Let’s cross the street and go back to No. 15: former residence of Mr and Mrs Reginald Cozens. A plain house from the outside - and even plainer inside.  As for the garden – it too is plain. But it wasn’t always this way. Its present plainness must be blamed on the last two or three owners of this curious dwelling; owners who have made it their business to sterilise any sense of mystery the property once had; to sell off all but one of the intriguing artefacts with which the garden was once decorated. What remains? Nothing of any great interest. Only the shape of the lawn - in a perverted version of its former glory - and a solitary border stone, faintly carved with the famous ‘Cozenoglyphics’. That this has not been wrenched from its habitat is not testament to the current owners’ interest in Cozens. If it testament to anything, it is to their ignorance. In fact, they had not noticed the carvings until I pointed them out, upon which they feigned disinterest - though I am now told that they are considering selling this final stone to Mr Lovitz, whose part in this story I will shortly reveal. I take that back. I will in fact reveal, expand and explain the role of Mr Lovitz right now.

    Mr Reginald Cozens died in 1971. He choked on a cherry stone, tripped up and then died of natural causes. Mrs Cozens, of course, had been dead for a while now. Had she not been in this state, this state we call death, ‘cozenoglyphics’ would never have come into being and Mr Jeremy Lovitz Jnr, of Michigan, would not have spent forty-eight pounds on an obelisk/tomb/random stone object in 1979, later installed in the garden of one of his five houses outside Detroit. As we have discussed, art springs from many assorted sources. I might add at this point that art, once it has come into being, also springs to many assorted sources. Works of art may take the most unexpected journeys; they may be passed through the most unlikely pairs of hands, ending up in the strangest of places; ripped from their original context, for better or for worse. From a clammy Ferrendale garden to a well-clipped lawn near the banks of Lake Erie. Who could have predicted that? Reginald Cozens, for one, would probably be a little shocked to hear that the monument he created for his dead wife had made it across the Atlantic and into the estate of the executive director of a tinned fruit company. For my part, though uneasy over the exchange (the work undoubtedly belongs in Colney Rise) I am at least satisfied that Jeremy Lovitz Jnr is the kind of conscientious and educated owner that the Cozens monument has always deserved. Unlike some, he recognises its true worth.

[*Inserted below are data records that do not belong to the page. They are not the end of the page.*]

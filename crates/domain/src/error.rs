// Copyright (C) 2026 Fred Clausen
// Use of this source code is governed by an MIT-style
// license that can be found in the LICENSE file or at
// https://opensource.org/licenses/MIT.

use crate::bid::OperatorId;
use crate::status::BidStatus;

/// Errors produced by domain rule validation.
#[derive(Debug, Clone, PartialEq, Eq)]
pub enum DomainError {
    /// The given string is not a recognized bid status.
    InvalidStatus(String),
    /// The requested status transition is not permitted by the lifecycle.
    IllegalTransition { from: BidStatus, to: BidStatus },
    /// No bid exists with this id.
    BidNotFound(i64),
    /// The acting operator does not hold the bid.
    NotBidManager {
        bid_id: i64,
        operator_id: OperatorId,
    },
    /// Another operator claimed the bid first.
    AlreadyClaimed { bid_id: i64 },
    /// The bid has not been assigned an id by storage yet.
    UnpersistedBid,
    /// The manager assignment contradicts the status.
    ManagerStatusViolation { status: BidStatus, has_manager: bool },
    /// The checklist question index is out of range.
    InvalidChecklistIndex(u8),
    /// No stage exists at the given index in the plan.
    StageNotFound(usize),
    /// A required stage has no files recorded for it.
    StageIncomplete { stage_title: String },
    /// A stage plan must contain at least one stage.
    EmptyStagePlan,
    /// Two stage titles canonicalize to colliding filename prefixes.
    AmbiguousStagePrefix { first: String, second: String },
    /// The bid has reached the terminal status and accepts no changes.
    BidClosed(i64),
}

impl std::fmt::Display for DomainError {
    fn fmt(&self, f: &mut std::fmt::Formatter<'_>) -> std::fmt::Result {
        match self {
            Self::InvalidStatus(s) => {
                write!(f, "invalid bid status: {s}")
            }
            Self::IllegalTransition { from, to } => {
                write!(f, "illegal bid transition from {from} to {to}")
            }
            Self::BidNotFound(id) => {
                write!(f, "bid {id} not found")
            }
            Self::NotBidManager {
                bid_id,
                operator_id,
            } => {
                write!(f, "operator {operator_id} does not hold bid {bid_id}")
            }
            Self::AlreadyClaimed { bid_id } => {
                write!(f, "bid {bid_id} was already claimed by another operator")
            }
            Self::UnpersistedBid => {
                write!(f, "bid has not been persisted and has no id")
            }
            Self::ManagerStatusViolation {
                status,
                has_manager,
            } => {
                write!(
                    f,
                    "manager assignment violates status {status}: has_manager={has_manager}"
                )
            }
            Self::InvalidChecklistIndex(idx) => {
                write!(f, "checklist question index {idx} is out of range")
            }
            Self::StageNotFound(idx) => {
                write!(f, "no stage at index {idx} in the stage plan")
            }
            Self::StageIncomplete { stage_title } => {
                write!(f, "required stage \"{stage_title}\" has no files")
            }
            Self::EmptyStagePlan => {
                write!(f, "stage plan must contain at least one stage")
            }
            Self::AmbiguousStagePrefix { first, second } => {
                write!(
                    f,
                    "stage titles {first:?} and {second:?} produce colliding filename prefixes"
                )
            }
            Self::BidClosed(id) => {
                write!(f, "bid {id} is closed and accepts no further changes")
            }
        }
    }
}

impl std::error::Error for DomainError {}
// Copyright (C) 2026 Fred Clausen
// Use of this source code is governed by an MIT-style
// license that can be found in the LICENSE file or at
// https://opensource.org/licenses/MIT.

use crate::error::NotifyError;
use async_trait::async_trait;
use carbid_domain::OperatorId;

/// Where a notification goes.
#[derive(Debug, Clone, Copy, PartialEq, Eq, Hash)]
pub enum Recipient {
    /// A field operator's direct chat.
    Operator(OperatorId),
    /// An administrator's direct chat.
    Admin(OperatorId),
    /// A company group chat.
    CompanyGroup(i64),
}

/// One rendered notification ready for delivery.
#[derive(Debug, Clone, PartialEq, Eq)]
pub struct Outbound {
    /// Where the message goes.
    pub recipient: Recipient,
    /// The rendered message text.
    pub text: String,
    /// Bid the transport may attach a claim action for, when the
    /// message invites the recipient to take it.
    pub claim_bid: Option<i64>,
}

impl Outbound {
    /// Creates an outbound message.
    #[must_use]
    pub const fn new(recipient: Recipient, text: String) -> Self {
        Self {
            recipient,
            text,
            claim_bid: None,
        }
    }

    /// Creates an outbound message carrying a claim action for a bid.
    #[must_use]
    pub const fn with_claim(recipient: Recipient, text: String, bid_id: i64) -> Self {
        Self {
            recipient,
            text,
            claim_bid: Some(bid_id),
        }
    }
}

/// Delivery seam between the dispatch logic and the chat transport.
///
/// The scheduler and the API layer produce [`Outbound`] values; the
/// server wires in a sink that actually talks to the transport. Tests
/// wire in a recording sink.
#[async_trait]
pub trait NotificationSink: Send + Sync {
    /// Delivers one message.
    ///
    /// # Errors
    ///
    /// Returns `NotifyError::DeliveryFailed` if the transport rejects
    /// the message. Failures are per-recipient: the caller keeps going.
    async fn deliver(&self, outbound: &Outbound) -> Result<(), NotifyError>;
}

    And what is that worth? Oh, to quantify, to quantify: do not lead me there. Like the best aesthetic sort, I will evermore stay on the wing. That is to say, I will not land on that flypaper. Not now, not ever. Suffice it to say that Cozens’ monument – and the various superfluities that came with it, the ‘last carved stone’ included - was (and is) a more than valuable addition to the tombs of Colney Rise, taking the eccentric examples of Voiles and O’Connell in a slightly different direction. Unable to match either of these men in wealth or in the stringent desire to make an arrogant cultural statement, old Reginald opted instead for something smaller, quieter and altogether more subtle: a simple stone monument, festooned in simple images and, it seems, letters of some sort or another, impressed upon the eternal stone.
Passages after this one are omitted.